Use of Antidepressants for Management of Hot Flashes

Dana G. Carroll, Pharm.D.; Kristi W. Kelley, Pharm.D.


Pharmacotherapy. 2009;29(11):1357-1374. 

In This Article

Evaluation of Hot Flashes in Clinical Trials

Several patient-specific characteristics should be considered when assessing results from hot flash studies, as they could affect the response rates to treatment. The severity (frequency and intensity) of patients' hot flashes on enrollment in the study could affect the response rate to therapy, with greater severity resulting in a greater response rate. Women who undergo surgical or chemical (e.g., tamoxifen or raloxifene) menopause typically have more severe hot flashes and a longer duration of symptoms than do women who undergo natural menopause, and may also have a greater response to therapy. The mean age for onset of menopause is 51 years in the United States (range 40-58 yrs). Women who are younger at the onset of menopause usually experience more severe symptoms. Again, this could result in a greater response to therapy. Finally, hot flashes are usually more severe at the onset (within the first 2 yrs) of menopause and tend to decline in severity over time. This also should be considered when assessing patient populations in studies to determine if time out from onset of menopause could increase response to therapy.

One other factor that should be considered when assessing hot flash studies is not related to the type of menopause or to onset, duration, or severity of symptoms—the placebo response rate. This should be considered when assessing therapies for hot flash management, as a very high placebo response rate has been reported in most hot flash studies. In the trials included in this article, placebo response rates ranged from 18-37%. This is similar for trials assessing other therapies for hot flash management.

Typically, studies assessing hot flashes use a diary to assess response to therapy and placebo. Patients are asked to record the number and severity of hot flashes on a daily basis. Many trials report the change in frequency of hot flashes, which is calculated from diary entries. However, a more validated and useful instrument has been developed that can be used to determine hot flash scores. The Hot Flash Score is also calculated from diary entries, and a higher score is indicative of more severe symptoms.[8] The Greene Climacteric Score (GCS) is another validated, commonly used instrument to assess hot flashes and menopausal symptoms.[9] The calculated scores can range from 0-63 overall, with a higher score indicating more severe symptoms. For the vasomotor subcomponent, scores of 0-2 indicate no or mild hot flashes and scores of 3-6 indicate moderate-to-severe hot flashes. The Modified Kupperman Index (MKI) is another validated instrument to assess hot flashes and menopause.[10] The maximum possible calculated score is 51, again with a higher score indicating more severe symptoms. Table 1 summarizes these validated instruments.

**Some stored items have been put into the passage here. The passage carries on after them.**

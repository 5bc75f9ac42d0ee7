//! Per-endpoint circuit breaking
//! Stops calling a peer after repeated failures until a probe succeeds

use std::collections::HashMap;
use std::sync::{Arc, Mutex};
use std::time::{Duration, Instant};
use tokio::sync::RwLock;

use crate::error::LeagueError;

/// Circuit breaker states
#[derive(Debug, Clone, Copy, PartialEq, Eq)]
pub enum CircuitState {
    Closed,
    Open,
    HalfOpen,
}

/// Circuit breaker configuration
#[derive(Debug, Clone)]
pub struct CircuitConfig {
    pub failure_threshold: u32,
    pub open_duration: Duration,
}

impl Default for CircuitConfig {
    fn default() -> Self {
        Self {
            failure_threshold: 5,
            open_duration: Duration::from_secs(60),
        }
    }
}

#[derive(Debug)]
struct BreakerInner {
    state: CircuitState,
    consecutive_failures: u32,
    opened_at: Option<Instant>,
    probe_in_flight: bool,
}

/// Per-endpoint breaker. All call sites targeting the same endpoint share
/// one instance through [`BreakerMap`].
pub struct CircuitBreaker {
    endpoint: String,
    config: CircuitConfig,
    inner: Mutex<BreakerInner>,
}

impl CircuitBreaker {
    pub fn new(endpoint: impl Into<String>, config: CircuitConfig) -> Self {
        Self {
            endpoint: endpoint.into(),
            config,
            inner: Mutex::new(BreakerInner {
                state: CircuitState::Closed,
                consecutive_failures: 0,
                opened_at: None,
                probe_in_flight: false,
            }),
        }
    }

    /// Gate a call attempt. While OPEN this fails fast with `E016` and no
    /// network I/O; once the open window has elapsed, exactly one caller is
    /// admitted as the HALF_OPEN probe.
    pub fn try_acquire(&self) -> Result<(), LeagueError> {
        let mut inner = self.inner.lock().unwrap();
        match inner.state {
            CircuitState::Closed => Ok(()),
            CircuitState::Open => {
                let elapsed = inner
                    .opened_at
                    .map(|t| t.elapsed())
                    .unwrap_or(Duration::ZERO);
                if elapsed >= self.config.open_duration {
                    inner.state = CircuitState::HalfOpen;
                    inner.probe_in_flight = true;
                    Ok(())
                } else {
                    Err(LeagueError::CircuitOpen(self.endpoint.clone()))
                }
            }
            CircuitState::HalfOpen => {
                if inner.probe_in_flight {
                    Err(LeagueError::CircuitOpen(self.endpoint.clone()))
                } else {
                    inner.probe_in_flight = true;
                    Ok(())
                }
            }
        }
    }

    pub fn on_success(&self) {
        let mut inner = self.inner.lock().unwrap();
        match inner.state {
            CircuitState::HalfOpen => {
                inner.state = CircuitState::Closed;
                inner.consecutive_failures = 0;
                inner.probe_in_flight = false;
                inner.opened_at = None;
                tracing::info!(endpoint = %self.endpoint, "circuit closed after successful probe");
            }
            CircuitState::Closed => {
                inner.consecutive_failures = 0;
            }
            CircuitState::Open => {}
        }
    }

    pub fn on_failure(&self) {
        let mut inner = self.inner.lock().unwrap();
        match inner.state {
            CircuitState::Closed => {
                inner.consecutive_failures += 1;
                if inner.consecutive_failures >= self.config.failure_threshold {
                    inner.state = CircuitState::Open;
                    inner.opened_at = Some(Instant::now());
                    tracing::warn!(
                        endpoint = %self.endpoint,
                        failures = inner.consecutive_failures,
                        "circuit opened"
                    );
                }
            }
            CircuitState::HalfOpen => {
                inner.state = CircuitState::Open;
                inner.opened_at = Some(Instant::now());
                inner.probe_in_flight = false;
                tracing::warn!(endpoint = %self.endpoint, "circuit reopened after failed probe");
            }
            CircuitState::Open => {}
        }
    }

    pub fn state(&self) -> CircuitState {
        self.inner.lock().unwrap().state
    }
}

/// Shared registry of per-endpoint breakers.
#[derive(Clone)]
pub struct BreakerMap {
    config: CircuitConfig,
    breakers: Arc<RwLock<HashMap<String, Arc<CircuitBreaker>>>>,
}

impl BreakerMap {
    pub fn new(config: CircuitConfig) -> Self {
        Self {
            config,
            breakers: Arc::new(RwLock::new(HashMap::new())),
        }
    }

    pub async fn get(&self, endpoint: &str) -> Arc<CircuitBreaker> {
        if let Some(breaker) = self.breakers.read().await.get(endpoint) {
            return breaker.clone();
        }
        let mut breakers = self.breakers.write().await;
        breakers
            .entry(endpoint.to_string())
            .or_insert_with(|| Arc::new(CircuitBreaker::new(endpoint, self.config.clone())))
            .clone()
    }
}

#[cfg(test)]
mod tests {
    use super::*;

    fn breaker(open_ms: u64) -> CircuitBreaker {
        CircuitBreaker::new(
            "http://peer:9000",
            CircuitConfig {
                failure_threshold: 5,
                open_duration: Duration::from_millis(open_ms),
            },
        )
    }

    #[test]
    fn opens_after_five_consecutive_failures() {
        let b = breaker(60_000);
        for _ in 0..4 {
            b.try_acquire().unwrap();
            b.on_failure();
        }
        assert_eq!(b.state(), CircuitState::Closed);
        b.try_acquire().unwrap();
        b.on_failure();
        assert_eq!(b.state(), CircuitState::Open);
        assert!(b.try_acquire().is_err());
    }

    #[test]
    fn success_resets_consecutive_count() {
        let b = breaker(60_000);
        for _ in 0..4 {
            b.try_acquire().unwrap();
            b.on_failure();
        }
        b.try_acquire().unwrap();
        b.on_success();
        for _ in 0..4 {
            b.try_acquire().unwrap();
            b.on_failure();
        }
        assert_eq!(b.state(), CircuitState::Closed);
    }

    #[tokio::test]
    async fn half_open_admits_exactly_one_probe() {
        let b = breaker(20);
        for _ in 0..5 {
            b.try_acquire().unwrap();
            b.on_failure();
        }
        assert_eq!(b.state(), CircuitState::Open);
        tokio::time::sleep(Duration::from_millis(40)).await;

        b.try_acquire().unwrap();
        assert_eq!(b.state(), CircuitState::HalfOpen);
        // Second caller is rejected while the probe is in flight.
        assert!(b.try_acquire().is_err());

        b.on_success();
        assert_eq!(b.state(), CircuitState::Closed);
        b.try_acquire().unwrap();
    }

    #[tokio::test]
    async fn failed_probe_reopens_with_fresh_timer() {
        let b = breaker(20);
        for _ in 0..5 {
            b.try_acquire().unwrap();
            b.on_failure();
        }
        tokio::time::sleep(Duration::from_millis(40)).await;
        b.try_acquire().unwrap();
        b.on_failure();
        assert_eq!(b.state(), CircuitState::Open);
        assert!(b.try_acquire().is_err());
    }
}
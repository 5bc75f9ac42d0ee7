//! league.v2 wire protocol: envelopes, JSON-RPC framing, message types
//! and the transport-independent request ingress.

pub mod envelope;
pub mod ingress;
pub mod jsonrpc;
pub mod messages;

pub use envelope::{Envelope, PROTOCOL_VERSION};
pub use ingress::MessageDispatcher;
pub use jsonrpc::{JsonRpcRequest, MAX_BODY_BYTES};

Many other instruments are used to assess hot flashes and menopausal symptoms typically as secondary outcomes in trials. Many assess quality of life or some specific aspect of menopause, such as night sweats or sleep quality. Some of the instruments used are validated and yet many others are not. Due to the variability in assessment methods and lack of validation for many instruments used to assess hot flashes, it can be challenging for health care professionals to truly assess as well as compare and contrast results among agents.